= Work order =
Reproduce precisely the lines of the listing below, starting with the line that contains "pub type StoreResult<T>" and stopping after the line that contains "Set a flag."; include nothing else.

= Provided information =
----------------------------------------
//! # Age Store
//!
//! This module defines the key-value store trait the age tracker delegates
//! its persistence to. Any durable store keyed by string can back it; the
//! trait is also the injection seam tests use to seed tracker state.

use async_trait::async_trait;

/// Result of an age-store operation.
pub type StoreResult<T> = std::result::Result<T, std::io::Error>;

/// A durable key-value store for fetch stamps and force flags.
#[async_trait]
pub trait AgeStore: Send + Sync {
    /// Load a stored timestamp in epoch milliseconds.
    async fn load_timestamp(&self, key: &str) -> StoreResult<Option<i64>>;

    /// Store a timestamp, overwriting any previous value.
    async fn store_timestamp(&self, key: &str, epoch_millis: i64) -> StoreResult<()>;

    /// Set a flag.
    async fn set_flag(&self, key: &str) -> StoreResult<()>;

    /// Read and atomically clear a flag, returning whether it was set.
    async fn take_flag(&self, key: &str) -> StoreResult<bool>;

    /// Remove a single key of either kind.
    async fn remove(&self, key: &str) -> StoreResult<()>;

    /// Remove every entry in the store.
    async fn clear(&self) -> StoreResult<()>;
}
----------------------------------------
= Problem solution =
pub type StoreResult<T> = std::result::Result<T, std::io::Error>;

/// A durable key-value store for fetch stamps and force flags.
#[async_trait]
pub trait AgeStore: Send + Sync {
    /// Load a stored timestamp in epoch milliseconds.
    async fn load_timestamp(&self, key: &str) -> StoreResult<Option<i64>>;

    /// Store a timestamp, overwriting any previous value.
    async fn store_timestamp(&self, key: &str, epoch_millis: i64) -> StoreResult<()>;

    /// Set a flag.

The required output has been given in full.